Editor’s note: This op-ed is by John McClaughry, vice president of the Ethan Allen Institute.

When the people of Indiana elected Republican Mitch Daniels governor in 2004, he took office with one overriding goal in mind: “to make private-sector job growth a leading goal of government policies, while also changing the culture within governmental institutions in ways that encourage thriftiness and a healthy respect for the liberties of individual citizens, and do it without letting up on environmental protections or taking away essential government services.”

Seven years have now gone by, during which Daniels was overwhelmingly reelected in the year that Democrat Barack Obama narrowly won Indiana’s electoral votes. Last year, thanks to his successes and personal popularity, the Republicans broadened their margin in the Senate from 33-17 to 36-14, and shifted the House from 52-48 Democratic to 60-40 Republican. Daniels must have been on to something.

In his new book “Keeping the Republic: Saving America by Trusting Americans,” Daniels tells how he did it. Here are just a few of his accomplishments.

When Daniels took office, the state had had seven successive years of budget deficits. Four years later, the $700 million operating deficit was gone, and Indiana had $1.3 billion in rainy-day reserves. State spending grew only 1 percent per year, and rising revenues produced a surplus. Debt was reduced 40 percent, and the state earned its first AAA bond rating.

Daniels insisted that the Legislature make the actuarially required annual contributions to the state employees’ retirement fund. Once the state budget is balanced and the rainy-day funds filled to 10 percent of a year’s spending, Indiana now refunds any excess revenue directly to taxpayers.

In 2007, Daniels led the drive to install a constitutional cap on property tax rates: 1 percent of fair market value for homeowners, 2 percent for farmers and landlords, and 3 percent for businesses. Local governments could go beyond the caps only by winning a referendum vote of their citizens. Shortly after taking office, Daniels revoked a 16-year-old executive order mandating union membership for state employees. That put an end to restrictive union work rules that made it almost impossible for managers even to relocate copy machines. Within a few months, he writes, 90 percent of state workers stopped paying union dues — “a rational decision to reward themselves with a 2 percent pay raise.”

Daniels installed a Health Savings Account option for state employees that gave them much more control over their health expenditures. By this year, 85 percent of the workers had chosen the HSA option, preventive care was up and the state spending for employee health benefits had dropped by 11 percent.

He also installed a similar option, called Personal Wellness and Responsibility (POWER) accounts, for Medicaid recipients.
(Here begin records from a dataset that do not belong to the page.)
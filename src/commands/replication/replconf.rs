//! REPLCONF: configuration exchanged over a replication link.
//!
//! A replica sends `listening-port` and `capa` during its handshake and
//! `ACK <offset>` when asked. A primary sends `GETACK *` to ask for that
//! acknowledgement.

use bytes::Bytes;

use crate::{
    commands::{
        CommandContext, CommandError, CommandResult,
        command_utils::{is_keyword, ok_response, parse_number},
    },
    resp::RespValue,
    state::ServerState,
};

#[derive(Debug, PartialEq)]
enum ReplconfConfiguration {
    ListeningPort(u16),
    Capabilities,
    GetAck,
    Ack(u64),
}

/// Represents the parsed arguments for the REPLCONF command.
pub struct ReplconfArguments {
    configuration: ReplconfConfiguration,
}

impl ReplconfArguments {
    /// Parses and validates arguments for the REPLCONF command.
    ///
    /// # Returns
    ///
    /// * `Ok(ReplconfArguments)` - Successfully parsed arguments
    /// * `Err(CommandError::InvalidReplconfCommand)` - Unknown option or malformed value
    pub fn parse(arguments: Vec<Bytes>) -> Result<Self, CommandError> {
        if arguments.len() < 2 || arguments.len() % 2 != 0 {
            return Err(CommandError::InvalidReplconfCommand);
        }

        let option = &arguments[0];
        let value = &arguments[1];

        let configuration = if is_keyword(option, "listening-port") {
            let port = parse_number::<u16>(value).ok_or(CommandError::InvalidReplconfCommand)?;

            ReplconfConfiguration::ListeningPort(port)
        } else if is_keyword(option, "capa") {
            let all_capabilities = arguments
                .chunks_exact(2)
                .all(|pair| is_keyword(&pair[0], "capa"));

            if !all_capabilities {
                return Err(CommandError::InvalidReplconfCommand);
            }

            ReplconfConfiguration::Capabilities
        } else if is_keyword(option, "getack") {
            ReplconfConfiguration::GetAck
        } else if is_keyword(option, "ack") {
            let offset = parse_number::<u64>(value).ok_or(CommandError::InvalidReplconfCommand)?;

            ReplconfConfiguration::Ack(offset)
        } else {
            return Err(CommandError::InvalidReplconfCommand);
        };

        Ok(Self { configuration })
    }
}

/// Handles the Redis REPLCONF command.
///
/// # Returns
///
/// * `listening-port` - Registers the connection as a replica, replies `+OK`
/// * `capa` - Replies `+OK`
/// * `GETACK` - Replies `REPLCONF ACK <offset>` with this node's offset
/// * `ACK` - Stores the replica's offset and sends nothing back
pub fn replconf(
    state: &mut ServerState,
    context: &CommandContext,
    arguments: Vec<Bytes>,
) -> Result<CommandResult, CommandError> {
    let replconf_arguments = ReplconfArguments::parse(arguments)?;

    match replconf_arguments.configuration {
        ReplconfConfiguration::ListeningPort(port) => {
            if let Some(outbound) = state.outbound(context.client_id) {
                state
                    .replication
                    .register_replica(context.client_id, outbound, port);
            }

            Ok(CommandResult::Response(ok_response()))
        }
        ReplconfConfiguration::Capabilities => Ok(CommandResult::Response(ok_response())),
        ReplconfConfiguration::GetAck => Ok(CommandResult::Response(RespValue::Array(vec![
            RespValue::bulk("REPLCONF"),
            RespValue::bulk("ACK"),
            RespValue::bulk(state.replication.repl_offset.to_string()),
        ]))),
        ReplconfConfiguration::Ack(offset) => {
            state.replication.record_ack(context.client_id, offset);

            Ok(CommandResult::NoResponse)
        }
    }
}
They pay up to 4.5 percent of their (low) adjusted gross incomes, and the state adds cash to top the accounts at $1,100 per person per year. The recipients have an incentive to manage their costs, and doctors and hospitals welcome the instant payment.

Indiana moved up to second place behind neighboring Michigan in auto production by attracting Toyota, Honda and Subaru. “The workers of our growing companies,” he writes, “have been unreceptive to unions that would take away part of their pay, spend it on purposes about which they are not consulted, while insisting that jobs be kept narrow and boring, and that the most hardworking, productive employee be treated no better than the slacker next to him on the line.”

Explaining his success, Daniels writes: “I believe one reason why Hoosiers have shown a maturity about public spending, and a willingness to support limits on the size and scope of government, is because, at least in recent years, their government has acted as though it sees them as adults, as the bosses and not the vassals of public institutions.”

Daniels’ conviction that citizens must be trusted with their own destinies, instead of powerless subjects of their “Benevolent Betters” who believe that they know what is better for the people, pervades the entire book. Daniels deeply believes this, and it accounts for a lot of the trust Hoosiers have placed in his leadership.

One would think that an Indiana Governor with that record of success, a commitment to open and civil discourse, and a philosophy of trust in the people, limited government, fiscal responsibility, economic growth and liberty as the highest value, would by now be a commanding presence in the Republican presidential sweepstakes. And he surely would have been, had he (and his family) not decided to stay out of the race. Mitch Daniels is the sort of man and leader that Americans would be proud of, and it is a pity — nay, a tragedy — that they won’t have that opportunity.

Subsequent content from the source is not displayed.